··· THE DATA ···
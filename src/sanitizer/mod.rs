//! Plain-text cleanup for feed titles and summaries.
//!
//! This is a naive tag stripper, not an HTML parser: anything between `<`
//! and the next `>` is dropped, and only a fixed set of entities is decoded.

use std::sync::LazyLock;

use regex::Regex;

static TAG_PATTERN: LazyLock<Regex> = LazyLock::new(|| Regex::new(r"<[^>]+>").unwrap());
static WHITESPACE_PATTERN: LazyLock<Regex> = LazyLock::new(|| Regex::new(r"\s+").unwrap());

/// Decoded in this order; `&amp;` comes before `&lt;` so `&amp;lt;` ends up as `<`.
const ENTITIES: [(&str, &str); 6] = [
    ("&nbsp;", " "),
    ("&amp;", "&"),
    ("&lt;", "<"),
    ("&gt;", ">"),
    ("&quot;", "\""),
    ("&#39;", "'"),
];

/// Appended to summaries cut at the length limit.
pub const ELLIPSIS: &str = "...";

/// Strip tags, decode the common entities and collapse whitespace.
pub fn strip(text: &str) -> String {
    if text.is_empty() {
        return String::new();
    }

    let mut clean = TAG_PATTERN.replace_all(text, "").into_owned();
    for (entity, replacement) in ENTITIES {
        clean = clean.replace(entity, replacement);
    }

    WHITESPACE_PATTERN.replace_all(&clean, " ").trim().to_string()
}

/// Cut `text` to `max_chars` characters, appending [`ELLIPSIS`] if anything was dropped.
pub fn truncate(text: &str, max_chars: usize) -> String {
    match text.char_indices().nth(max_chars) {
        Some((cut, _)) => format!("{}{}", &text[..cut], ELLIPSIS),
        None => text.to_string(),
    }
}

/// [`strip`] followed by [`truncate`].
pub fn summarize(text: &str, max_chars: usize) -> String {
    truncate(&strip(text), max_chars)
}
···
> EXERCISE OBJECTIVE
All lines above that include the word "unwrap" must be copied into the answer.

> RESPONSE AREA
static TAG_PATTERN: LazyLock<Regex> = LazyLock::new(|| Regex::new(r"<[^>]+>").unwrap());
static WHITESPACE_PATTERN: LazyLock<Regex> = LazyLock::new(|| Regex::new(r"\s+").unwrap());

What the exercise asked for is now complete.